[Start of section]
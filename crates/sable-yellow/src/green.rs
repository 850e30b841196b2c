use std::fmt;

use sable_errors::Diagnostic;
use text_size::TextSize;
use triomphe::Arc;

use crate::{GreenTrivia, NodeOrToken, SyntaxKind};

pub type GreenElement = NodeOrToken<GreenNode, GreenToken>;

impl GreenElement {
    pub fn kind(&self) -> SyntaxKind {
        match self {
            NodeOrToken::Node(node) => node.kind(),
            NodeOrToken::Token(token) => token.kind(),
        }
    }

    pub fn full_len(&self) -> TextSize {
        match self {
            NodeOrToken::Node(node) => node.full_len(),
            NodeOrToken::Token(token) => token.full_len(),
        }
    }
}

#[derive(Debug, Eq, PartialEq)]
struct GreenNodeData {
    kind: SyntaxKind,
    full_len: TextSize,
    children: Box<[GreenElement]>,
}

/// Immutable interior node. Cloning shares the underlying allocation.
#[derive(Clone, Eq, PartialEq)]
pub struct GreenNode(Arc<GreenNodeData>);

impl GreenNode {
    pub fn new(kind: SyntaxKind, children: Vec<GreenElement>) -> Self {
        let full_len = children.iter().map(GreenElement::full_len).sum();
        Self(Arc::new(GreenNodeData { kind, full_len, children: children.into_boxed_slice() }))
    }

    pub fn kind(&self) -> SyntaxKind {
        self.0.kind
    }

    pub fn full_len(&self) -> TextSize {
        self.0.full_len
    }

    pub fn children(&self) -> &[GreenElement] {
        &self.0.children
    }

    pub fn write_full_text(&self, buf: &mut String) {
        for child in self.children() {
            match child {
                NodeOrToken::Node(node) => node.write_full_text(buf),
                NodeOrToken::Token(token) => token.write_full_text(buf),
            }
        }
    }
}

impl fmt::Debug for GreenNode {
    fn fmt(&self, f: &mut fmt::Formatter<'_>) -> fmt::Result {
        f.debug_struct("GreenNode")
            .field("kind", &self.kind())
            .field("full_len", &self.full_len())
            .field("children", &self.children())
            .finish()
    }
}

#[derive(Debug, Eq, PartialEq)]
struct GreenTokenData {
    kind: SyntaxKind,
    text: Box<str>,
    leading: GreenTrivia,
    trailing: GreenTrivia,
    is_missing: bool,
    diagnostics: Box<[Diagnostic]>,
}

/// Immutable leaf. `text` excludes trivia; the full text is
/// `leading + text + trailing`.
#[derive(Clone, Eq, PartialEq)]
pub struct GreenToken(Arc<GreenTokenData>);

impl GreenToken {
    pub fn new(
        kind: SyntaxKind,
        text: &str,
        leading: GreenTrivia,
        trailing: GreenTrivia,
        diagnostics: Vec<Diagnostic>,
    ) -> Self {
        Self(Arc::new(GreenTokenData {
            kind,
            text: text.into(),
            leading,
            trailing,
            is_missing: false,
            diagnostics: diagnostics.into_boxed_slice(),
        }))
    }

    /// A zero-width token standing in for one the source lacks.
    pub fn missing(kind: SyntaxKind, leading: GreenTrivia, diagnostics: Vec<Diagnostic>) -> Self {
        Self(Arc::new(GreenTokenData {
            kind,
            text: "".into(),
            leading,
            trailing: GreenTrivia::empty(),
            is_missing: true,
            diagnostics: diagnostics.into_boxed_slice(),
        }))
    }

    pub fn kind(&self) -> SyntaxKind {
        self.0.kind
    }

    pub fn text(&self) -> &str {
        &self.0.text
    }

    pub fn leading(&self) -> &GreenTrivia {
        &self.0.leading
    }

    pub fn trailing(&self) -> &GreenTrivia {
        &self.0.trailing
    }

    pub fn is_missing(&self) -> bool {
        self.0.is_missing
    }

    pub fn diagnostics(&self) -> &[Diagnostic] {
        &self.0.diagnostics
    }

    pub fn text_len(&self) -> TextSize {
        TextSize::of(self.text())
    }

    pub fn full_len(&self) -> TextSize {
        self.leading().len() + self.text_len() + self.trailing().len()
    }

    pub fn write_full_text(&self, buf: &mut String) {
        self.leading().write_text(buf);
        buf.push_str(self.text());
        self.trailing().write_text(buf);
    }
}

impl fmt::Debug for GreenToken {
    fn fmt(&self, f: &mut fmt::Formatter<'_>) -> fmt::Result {
        let mut s = f.debug_struct("GreenToken");
        s.field("kind", &self.kind()).field("text", &self.text());
        if self.is_missing() {
            s.field("is_missing", &true);
        }
        s.finish()
    }
}

#[cfg(test)]
mod tests {
    use super::*;
    use crate::{TriviaPiece, TriviaPieceKind};

    fn whitespace(text: &str) -> GreenTrivia {
        GreenTrivia::new(vec![TriviaPiece::new(TriviaPieceKind::Whitespace, text)])
    }

    #[test]
    fn token_text() {
        let token = GreenToken::new(
            SyntaxKind::VAR_KW,
            "var",
            whitespace("\t "),
            whitespace(" \t\t"),
            Vec::new(),
        );

        let mut full = String::new();
        token.write_full_text(&mut full);
        assert_eq!(full, "\t var \t\t");
        assert_eq!(token.text(), "var");
        assert_eq!(token.full_len(), TextSize::new(8));
    }

    #[test]
    fn node_length_sums_children() {
        let ident = GreenToken::new(SyntaxKind::IDENT, "x", whitespace(" "), GreenTrivia::empty(), Vec::new());
        let missing = GreenToken::missing(SyntaxKind::SEMICOLON, GreenTrivia::empty(), Vec::new());
        let node = GreenNode::new(
            SyntaxKind::EXPRESSION_STMT,
            vec![NodeOrToken::Token(ident), NodeOrToken::Token(missing.clone())],
        );

        assert_eq!(node.full_len(), TextSize::new(2));
        assert!(missing.is_missing());
        assert_eq!(missing.full_len(), TextSize::new(0));
    }
}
[End of section]
What this task involves:
Retype, exactly and with nothing added, the lines of the material above from the first through the one that contains "pub type GreenElement".

Answer:
filename crates/sable-yellow/src/green.rs
repository 850e30b841196b2c
use std::fmt;

use sable_errors::Diagnostic;
use text_size::TextSize;
use triomphe::Arc;

use crate::{GreenTrivia, NodeOrToken, SyntaxKind};

pub type GreenElement = NodeOrToken<GreenNode, GreenToken>;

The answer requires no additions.